5.11Le requérant insiste sur son impuissance à faire acter tel ou tel élément lors de ses auditions, que ce soit lors de sa gardeàvue ou lors de sa comparution devant le juge d’instruction. Lors de celle-ci, le juge d’instruction lui avait été «présenté» comme le chef des agents ayant mené ses interrogatoires préalables, raison pour laquelle il a choisi de ne formuler aucune plainte auprès de lui. Toutefois, compte tenu de son état physique, le juge d’instruction aurait dû exiger des examens médicaux. Lors de sa seconde comparution, assisté de son conseil, le requérant est revenu sur ses «aveux» et s’est plaint de faits de torture, mais cela n’a pas été acté. Le requérant ne pouvait contraindre le juge à respecter la loi. D’autre part, ce dernier savait ce qui s’était passé et aurait déjà agi s’il l’avait voulu. Enfin, le requérant s’est plaint au Ministre de la justice et a déposé une plainte pénale. Celle-ci a fait l’objet d’un classement sans suite sans la réalisation d’aucun devoir d’enquête avant d’être réactivée. Le requérant ne peut que craindre qu’il s’agisse d’une enquête de circonstance, compte tenu de sa lenteur, de son inefficacité, de son manque de transparence et de son défaut de caractère contradictoire, notamment quant à la prétendue expertise menée sur le requérant.

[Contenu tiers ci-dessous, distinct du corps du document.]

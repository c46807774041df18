//! # Gatekeep Core
//!
//! Shared configuration, validation, and secret handling for Gatekeep.
//!
//! This crate provides:
//! - Configuration loading and validation (JSON5 format)
//! - Identity and password validation
//! - Redacting wrappers for gateway-held secrets

#![forbid(unsafe_code)]
#![warn(missing_docs)]

pub mod config;
pub mod secrets;
pub mod validation;

pub use config::{Config, ConfigError};
pub use secrets::{COMMON_SECRET_PATTERNS, GatewaySecret, scrub_secrets};
pub use validation::{ValidationError, validate_identity, validate_password};
//! Interactive prompt utilities.

use dialoguer::{Password, theme::ColorfulTheme};

/// Prompt for a password (hidden input).
pub fn password(prompt: &str) -> Result<String, dialoguer::Error> {
    Password::with_theme(&ColorfulTheme::default())
        .with_prompt(prompt)
        .interact()
}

5.12Dans ses observations, l’État partie ne remet pas en cause le fait que les accusations portées contre le requérant sont essentiellement basées sur les déclarations qu’il aurait effectuées en gardeàvue et confirmées lors de son premier interrogatoire devant le juge d’instruction. Or, le requérant a nié ces aveux dès la suite de la procédure.

5.13L’État partie ne fait aucune mention et ne donne aucune explication sur le classement de la plainte en septembre 2011, ni sur les motifs et le moment où l’enquête a été rouverte. Il n’expose pas le type d’expertise sollicitée, ni le médecin chargé de l’effectuer, ni les examens qui auraient été réalisés, ni leur résultat. L’État partie n’aborde pas la question du défaut d’interprète lors de la gardeàvue du requérant et de la signature de documents rédigés en arabe.Apparemment, des photos du requérant auraient été prises à son arrivée à la prison de SaléII. Or, celles-ci n’ont pas été produites dans le cadre du procès afin de vérifier ses allégations concernant son état physique. Le 21mars 2012, les conseils du requérant ont écrit au Ministre de la justice, au Procureur général près la cour d’appel de Rabat et au Directeur de la prison pour demander accès à ces photographies et, en général, au dossier pénitentiaire du requérant mais ils n’ont pas obtenu de réponse.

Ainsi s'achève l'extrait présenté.